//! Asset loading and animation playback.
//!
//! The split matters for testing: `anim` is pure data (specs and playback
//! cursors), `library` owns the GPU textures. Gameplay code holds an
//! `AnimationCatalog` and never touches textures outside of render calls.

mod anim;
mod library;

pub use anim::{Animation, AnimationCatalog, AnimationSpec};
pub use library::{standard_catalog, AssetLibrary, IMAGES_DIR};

==================================================

• **ACTION ITEM**
Please copy the material exactly, line for line.

• **YOUR RESPONSE**
//! Asset loading and animation playback.
//!
//! The split matters for testing: `anim` is pure data (specs and playback
//! cursors), `library` owns the GPU textures. Gameplay code holds an
//! `AnimationCatalog` and never touches textures outside of render calls.

mod anim;
mod library;

pub use anim::{Animation, AnimationCatalog, AnimationSpec};
pub use library::{standard_catalog, AssetLibrary, IMAGES_DIR};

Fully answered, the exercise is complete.